Parsons and Viljoen introduce these distinctions before specifically focusing on what they call “prediction value,” which is the value derived from the ability to predict future behavior. For example, by tying together purchase history, location information, and medical history, a company may be able to predict a consumer’s preferences or needs in ways that offer the company a competitive advantage. And companies may also be able to predict shifts in group behavior or desires as well, providing them with even greater market opportunities and other sources of power.
Having introduced the concept of prediction value, Parsons and Viljoen then outline three common “scripts” that companies use to extract the prediction value of social data. The first two scripts involve actions that are the type most discussed in the tax literature—selling targeted advertising and generating new revenue streams through product development and innovation. Those scripts transform prediction value into exchange value and provide monetary wealth to the companies using them.

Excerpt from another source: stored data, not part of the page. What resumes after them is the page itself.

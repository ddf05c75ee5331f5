//! Mixin descriptor registry.
//!
//! Populated once at startup from every type named by discovered manifests,
//! then frozen: transforms only ever read it, so no locking is needed during
//! the load phase. A candidate becomes a descriptor only if its shape,
//! target association, and resolvability checks pass; failures are reported
//! and the candidate is dropped, never fatal.

use crate::archive::ArchiveSet;
use crate::descriptor::{MixinDescriptor, MixinInfo, ShapeError};
use crate::diag;
use crate::extract;
use graft_bytecode::class::{ClassError, ClassFile};
use rustc_hash::FxHashMap;
use thiserror::Error;

/// Reasons a mixin candidate was dropped during population.
#[derive(Debug, Error)]
pub enum RegistryError {
    /// The mixin class bytes could not be resolved
    #[error("mixin class {0} is unresolvable")]
    UnresolvableMixin(String),

    /// The declared target could not be resolved
    #[error("target {target} of mixin {mixin} is unresolvable")]
    UnresolvableTarget {
        /// Mixin class name
        mixin: String,
        /// Declared target name
        target: String,
    },

    /// The mixin class bytes do not decode
    #[error("malformed mixin class: {0}")]
    Class(#[from] ClassError),

    /// The mixin class has an invalid shape
    #[error(transparent)]
    Shape(#[from] ShapeError),
}

/// Frozen context object holding every descriptor for the process.
///
/// Built once, passed by reference to the dispatcher; owns its descriptors
/// exclusively until dropped at shutdown.
pub struct MixinRegistry {
    by_target: FxHashMap<String, Vec<MixinDescriptor>>,
}

impl MixinRegistry {
    /// Create an empty registry.
    pub fn new() -> Self {
        Self {
            by_target: FxHashMap::default(),
        }
    }

    /// Populate a registry from every manifest the archive set knows.
    ///
    /// Dropped candidates are reported to the diagnostic stream; one
    /// malformed mixin never aborts the batch.
    pub fn populate(archives: &ArchiveSet) -> Self {
        let mut registry = Self::new();
        for manifest in archives.manifests() {
            for name in &manifest.mixins {
                match load_descriptor(archives, name) {
                    Ok(descriptor) => registry.insert(descriptor),
                    Err(e) => diag::warn(&format!("dropping mixin {name}: {e}")),
                }
            }
        }
        registry
    }

    fn insert(&mut self, descriptor: MixinDescriptor) {
        self.by_target
            .entry(descriptor.target.clone())
            .or_default()
            .push(descriptor);
    }

    /// All descriptors registered for an exact target type name.
    pub fn descriptors_for(&self, target: &str) -> &[MixinDescriptor] {
        self.by_target
            .get(target)
            .map(Vec::as_slice)
            .unwrap_or(&[])
    }

    /// Whether any descriptor targets the given type.
    pub fn is_target(&self, name: &str) -> bool {
        self.by_target.contains_key(name)
    }

    /// Total number of registered descriptors.
    pub fn len(&self) -> usize {
        self.by_target.values().map(Vec::len).sum()
    }

    /// Whether the registry holds no descriptors.
    pub fn is_empty(&self) -> bool {
        self.by_target.is_empty()
    }
}

impl Default for MixinRegistry {
    fn default() -> Self {
        Self::new()
    }
}

fn load_descriptor(archives: &ArchiveSet, name: &str) -> Result<MixinDescriptor, RegistryError> {
    let bytes = archives
        .class_bytes(name)
        .ok_or_else(|| RegistryError::UnresolvableMixin(name.to_string()))?;
    let class = ClassFile::decode(&bytes)?;

    let (info, dropped) = MixinInfo::introspect(&class)?;
    for err in &dropped {
        diag::warn(&err.to_string());
    }

    if archives.class_bytes(&info.target).is_none() {
        return Err(RegistryError::UnresolvableTarget {
            mixin: info.name.clone(),
            target: info.target.clone(),
        });
    }

    // One-shot donor extraction, straight from the mixin's raw bytes.
    let mut bodies = FxHashMap::default();
    let donors = info
        .unique_methods
        .iter()
        .map(|decl| (decl.name.clone(), decl.descriptor.clone()))
        .chain(
            info.injects
                .iter()
                .map(|decl| (decl.name.clone(), decl.descriptor.clone())),
        );
    for (donor_name, donor_descriptor) in donors {
        match extract::extract(&bytes, &donor_name, &donor_descriptor) {
            Ok(Some(extraction)) => {
                bodies.insert((donor_name, donor_descriptor), extraction);
            }
            Ok(None) => diag::warn(&format!(
                "donor body {}.{}{} is absent, dropping member",
                info.name, donor_name, donor_descriptor
            )),
            Err(e) => diag::warn(&format!(
                "failed extracting {}.{}{}: {e}",
                info.name, donor_name, donor_descriptor
            )),
        }
    }

    Ok(MixinDescriptor::build(info, bodies))
}

#[cfg(test)]
mod tests {
    use super::*;
    use crate::descriptor::{ATTR_INJECT, ATTR_SHADOW, ATTR_TARGET};
    use crate::manifest::MANIFEST_ENTRY;
    use graft_bytecode::class::{access, Attribute, FieldDef, MethodBody, MethodDef};
    use graft_bytecode::insn::Insn;
    use graft_bytecode::opcode::Opcode;
    use std::io::Write;
    use std::path::Path;
    use zip::write::SimpleFileOptions;
    use zip::ZipWriter;

    fn write_archive(path: &Path, entries: &[(&str, Vec<u8>)]) {
        let file = std::fs::File::create(path).unwrap();
        let mut writer = ZipWriter::new(file);
        for (name, data) in entries {
            writer.start_file(*name, SimpleFileOptions::default()).unwrap();
            writer.write_all(data).unwrap();
        }
        writer.finish().unwrap();
    }

    fn target_class() -> ClassFile {
        let mut class = ClassFile::new("demo.Vector");
        class.fields.push(FieldDef::new(access::PRIVATE, "x", "D"));
        class
    }

    fn mixin_class(name: &str, target: &str) -> ClassFile {
        let mut class = ClassFile::new(name);
        class.access |= access::ABSTRACT;
        class.attrs.push(Attribute::new(ATTR_TARGET, target));

        let mut shadow = FieldDef::new(access::PRIVATE, "x", "D");
        shadow.attrs.push(Attribute::new(ATTR_SHADOW, ""));
        class.fields.push(shadow);

        let mut inject = MethodDef::new(access::PUBLIC, "onUpdate", "()V");
        inject.attrs.push(Attribute::new(
            ATTR_INJECT,
            r#"{"method": "update", "at": "exit"}"#,
        ));
        let mut body = MethodBody::new();
        body.max_locals = 1;
        body.code = vec![Insn::Simple(Opcode::ReturnVoid)];
        inject.body = Some(body);
        class.methods.push(inject);

        class
    }

    fn populated(entries: &[(&str, Vec<u8>)]) -> MixinRegistry {
        let dir = tempfile::tempdir().unwrap();
        let path = dir.path().join("demo.gpk");
        write_archive(&path, entries);
        let mut archives = ArchiveSet::new();
        archives.register(&path).unwrap();
        MixinRegistry::populate(&archives)
    }

    #[test]
    fn test_populate_registers_valid_mixin() {
        let registry = populated(&[
            (
                MANIFEST_ENTRY,
                br#"{"mixins": ["demo.VectorMixin"]}"#.to_vec(),
            ),
            ("demo/Vector.gbc", target_class().encode()),
            (
                "demo/VectorMixin.gbc",
                mixin_class("demo.VectorMixin", "demo.Vector").encode(),
            ),
        ]);

        assert_eq!(registry.len(), 1);
        assert!(registry.is_target("demo.Vector"));
        let descriptors = registry.descriptors_for("demo.Vector");
        assert_eq!(descriptors[0].mixin, "demo.VectorMixin");
        assert_eq!(descriptors[0].injects.len(), 1);
    }

    #[test]
    fn test_unresolvable_mixin_dropped() {
        let registry = populated(&[
            (
                MANIFEST_ENTRY,
                br#"{"mixins": ["demo.Missing"]}"#.to_vec(),
            ),
            ("demo/Vector.gbc", target_class().encode()),
        ]);
        assert!(registry.is_empty());
    }

    #[test]
    fn test_unresolvable_target_dropped() {
        let registry = populated(&[
            (
                MANIFEST_ENTRY,
                br#"{"mixins": ["demo.VectorMixin"]}"#.to_vec(),
            ),
            (
                "demo/VectorMixin.gbc",
                mixin_class("demo.VectorMixin", "demo.Gone").encode(),
            ),
        ]);
        assert!(registry.is_empty());
    }

    #[test]
    fn test_invalid_shape_dropped_without_aborting_batch() {
        let mut concrete = mixin_class("demo.BadMixin", "demo.Vector");
        concrete.access &= !access::ABSTRACT;

        let registry = populated(&[
            (
                MANIFEST_ENTRY,
                br#"{"mixins": ["demo.BadMixin", "demo.VectorMixin"]}"#.to_vec(),
            ),
            ("demo/Vector.gbc", target_class().encode()),
            ("demo/BadMixin.gbc", concrete.encode()),
            (
                "demo/VectorMixin.gbc",
                mixin_class("demo.VectorMixin", "demo.Vector").encode(),
            ),
        ]);

        // The malformed candidate is gone, the valid one survived.
        assert_eq!(registry.len(), 1);
        assert_eq!(registry.descriptors_for("demo.Vector")[0].mixin, "demo.VectorMixin");
    }

    #[test]
    fn test_unknown_target_lookup_is_empty() {
        let registry = MixinRegistry::new();
        assert!(registry.descriptors_for("demo.Nothing").is_empty());
        assert!(!registry.is_target("demo.Nothing"));
    }
}
//! Graft Mixin Weaving Engine
//!
//! Weaves companion mixin definitions into already-compiled classes at load
//! time: shadow members resolve against the target, unique members are
//! grafted on, and donor code fragments are spliced into located points of
//! existing method bodies. Transformation is a pure, in-memory, per-load
//! function; nothing is persisted and nothing is transformed twice.
//!
//! Pipeline per class-load event (see [`dispatch::Dispatcher`]):
//! reference provider, member synthesizer, splicer, in that order.

#![warn(rust_2018_idioms)]

pub mod archive;
pub mod descriptor;
pub mod diag;
pub mod dispatch;
pub mod extract;
pub mod locate;
pub mod manifest;
pub mod provide;
pub mod registry;
pub mod remap;
pub mod splice;
pub mod synthesize;

pub use archive::{ArchiveError, ArchiveSet};
pub use descriptor::{
    InjectConfig, InjectSpec, MixinDescriptor, MixinInfo, Mode, ShapeError, UniqueField,
    UniqueMethod,
};
pub use dispatch::{Dispatcher, EXCLUDED_PREFIXES};
pub use extract::{extract, ExtractError, Extraction};
pub use locate::{locate, ConstKind, PointQuery};
pub use manifest::Manifest;
pub use registry::{MixinRegistry, RegistryError};
pub use remap::RemapTable;
pub use splice::Splicer;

The third script is slightly different, though, and provides the foundation for what, to me, were the most thought-provoking aspects of their article. That final script involves companies using data to cultivate and retain market power rather than to generate current cash flow. For instance, the third script could include the adoption of “strategies of innovation focused on rentiership” or the “use [of] the power cultivated via prediction value to evade or influence regulation.” (Pp. 1037-38.) Parsons and Viljoen argue persuasively that this unique script merits consideration separate from discussions about the power represented by exchange value and monetary wealth.

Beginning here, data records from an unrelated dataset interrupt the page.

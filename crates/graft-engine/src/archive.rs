//! Archive containers backing donor-byte lookups.
//!
//! Mixin and donor classes ship inside `.gpk` archives (plain zip
//! containers). The set is populated during startup, then serves read-only
//! byte lookups for the rest of the process; lookups go through a memoizing
//! cache, and concurrent misses for the same type may race to parse but
//! always converge on equal bytes.

use crate::diag;
use crate::manifest::{Manifest, MANIFEST_ENTRY};
use dashmap::DashMap;
use graft_bytecode::class::CLASS_EXT;
use parking_lot::Mutex;
use std::fs::File;
use std::io::Read;
use std::path::{Path, PathBuf};
use thiserror::Error;
use zip::result::ZipError;
use zip::ZipArchive;

/// File extension of archive containers.
pub const ARCHIVE_EXT: &str = "gpk";

/// Archive registration errors.
#[derive(Debug, Error)]
pub enum ArchiveError {
    /// Filesystem error
    #[error("I/O error: {0}")]
    Io(#[from] std::io::Error),

    /// Malformed archive
    #[error("Archive error: {0}")]
    Zip(#[from] ZipError),
}

/// An ordered set of open archive containers with a donor-byte cache.
pub struct ArchiveSet {
    archives: Vec<(PathBuf, Mutex<ZipArchive<File>>)>,
    cache: DashMap<String, Vec<u8>>,
}

impl ArchiveSet {
    /// Create an empty set.
    pub fn new() -> Self {
        Self {
            archives: Vec::new(),
            cache: DashMap::new(),
        }
    }

    /// Number of registered archives.
    pub fn len(&self) -> usize {
        self.archives.len()
    }

    /// Whether no archives are registered.
    pub fn is_empty(&self) -> bool {
        self.archives.is_empty()
    }

    /// Open an archive and retain its handle.
    pub fn register(&mut self, path: &Path) -> Result<(), ArchiveError> {
        let file = File::open(path)?;
        let archive = ZipArchive::new(file)?;
        self.archives.push((path.to_path_buf(), Mutex::new(archive)));
        Ok(())
    }

    /// Recursively register every `.gpk` archive under a directory.
    ///
    /// Unreadable entries are reported and skipped; returns the number of
    /// archives registered.
    pub fn scan_dir(&mut self, dir: &Path) -> usize {
        let mut registered = 0;
        let entries = match std::fs::read_dir(dir) {
            Ok(entries) => entries,
            Err(_) => return 0,
        };
        for entry in entries.flatten() {
            let path = entry.path();
            if path.is_dir() {
                registered += self.scan_dir(&path);
            } else if path.extension().and_then(|ext| ext.to_str()) == Some(ARCHIVE_EXT) {
                match self.register(&path) {
                    Ok(()) => registered += 1,
                    Err(e) => diag::warn(&format!("skipping archive {}: {e}", path.display())),
                }
            }
        }
        registered
    }

    /// Fetch the raw bytes of a class by fully-qualified name.
    ///
    /// Resolves `name` to `path/to/Name.gbc` across containers in
    /// registration order. Found bytes are cached; absence is not.
    pub fn class_bytes(&self, name: &str) -> Option<Vec<u8>> {
        if let Some(bytes) = self.cache.get(name) {
            return Some(bytes.clone());
        }

        let entry_path = format!("{}.{}", name.replace('.', "/"), CLASS_EXT);
        for (path, archive) in &self.archives {
            match read_entry(&mut archive.lock(), &entry_path) {
                Ok(Some(bytes)) => {
                    self.cache.insert(name.to_string(), bytes.clone());
                    return Some(bytes);
                }
                Ok(None) => {}
                Err(e) => {
                    diag::warn(&format!("failed reading {} from {}: {e}", entry_path, path.display()));
                }
            }
        }
        None
    }

    /// Parse every registered container's manifest.
    ///
    /// Containers without a manifest are skipped; malformed manifests are
    /// reported and skipped.
    pub fn manifests(&self) -> Vec<Manifest> {
        let mut manifests = Vec::new();
        for (path, archive) in &self.archives {
            match read_entry(&mut archive.lock(), MANIFEST_ENTRY) {
                Ok(Some(bytes)) => match Manifest::parse(&bytes) {
                    Ok(manifest) => manifests.push(manifest),
                    Err(e) => {
                        diag::warn(&format!("malformed manifest in {}: {e}", path.display()))
                    }
                },
                Ok(None) => {}
                Err(e) => diag::warn(&format!("failed reading manifest from {}: {e}", path.display())),
            }
        }
        manifests
    }

    /// Release every archive handle and the byte cache.
    ///
    /// The set is unusable afterwards; called exactly once at shutdown.
    pub fn close(&mut self) {
        self.archives.clear();
        self.cache.clear();
    }
}

impl Default for ArchiveSet {
    fn default() -> Self {
        Self::new()
    }
}

fn read_entry(
    archive: &mut ZipArchive<File>,
    entry_path: &str,
) -> Result<Option<Vec<u8>>, ArchiveError> {
    let mut entry = match archive.by_name(entry_path) {
        Ok(entry) => entry,
        Err(ZipError::FileNotFound) => return Ok(None),
        Err(e) => return Err(e.into()),
    };
    let mut bytes = Vec::with_capacity(entry.size() as usize);
    entry.read_to_end(&mut bytes)?;
    Ok(Some(bytes))
}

The foundation of Parson and Viljoen’s article is in providing these useful lenses through which to think more carefully about the data economy, and their article does so very well. The article’s observations regarding the third “script” also invite creative thinking about whether and how our legal systems can or should respond to the distinct issues created by the accumulation and non-market-exchange uses of power by those who possess social data. The final part of Valuing Social Data starts that process.
Specifically, the authors explore how prediction value “collides” with existing legal systems. Looking at the tax system and related literature, Parsons and Viljoen discuss how a focus on exchange value has led to gaps in how scholars think about taxing the digital economy. In particular, scholars and policy makers in the U.S. and abroad have struggled with how to apply existing taxes in situations where data are not directly monetized. (Consider, for example, the barter exchange of one’s data for access to online services.) Global conversations about the proper allocation of taxing power in the digital economy have similarly been impacted by the space that exists between prediction value and exchange value. Parsons and Viljoen invite new approaches informed by this disconnect, including more fundamental adaptations like taxing data collection itself rather than trying to modify existing tax instruments to fit this new market.
A final aspect of Valuing Social Data that makes it particularly compelling to readers is that their analysis is not specific to tax. The authors use tax as an example of where a better appreciation of social data and of prediction value might help to facilitate needed reform, but they also discuss data and privacy regulation, demonstrating how tax issues both mirror and interact with issues faced by multiple legacy legal systems. The failure of existing legal structures to adapt to prediction value has had widespread consequences, and Parsons and Viljoen provide us with useful tools for thinking about how to respond and for thinking about the interaction between tax and broader social movements.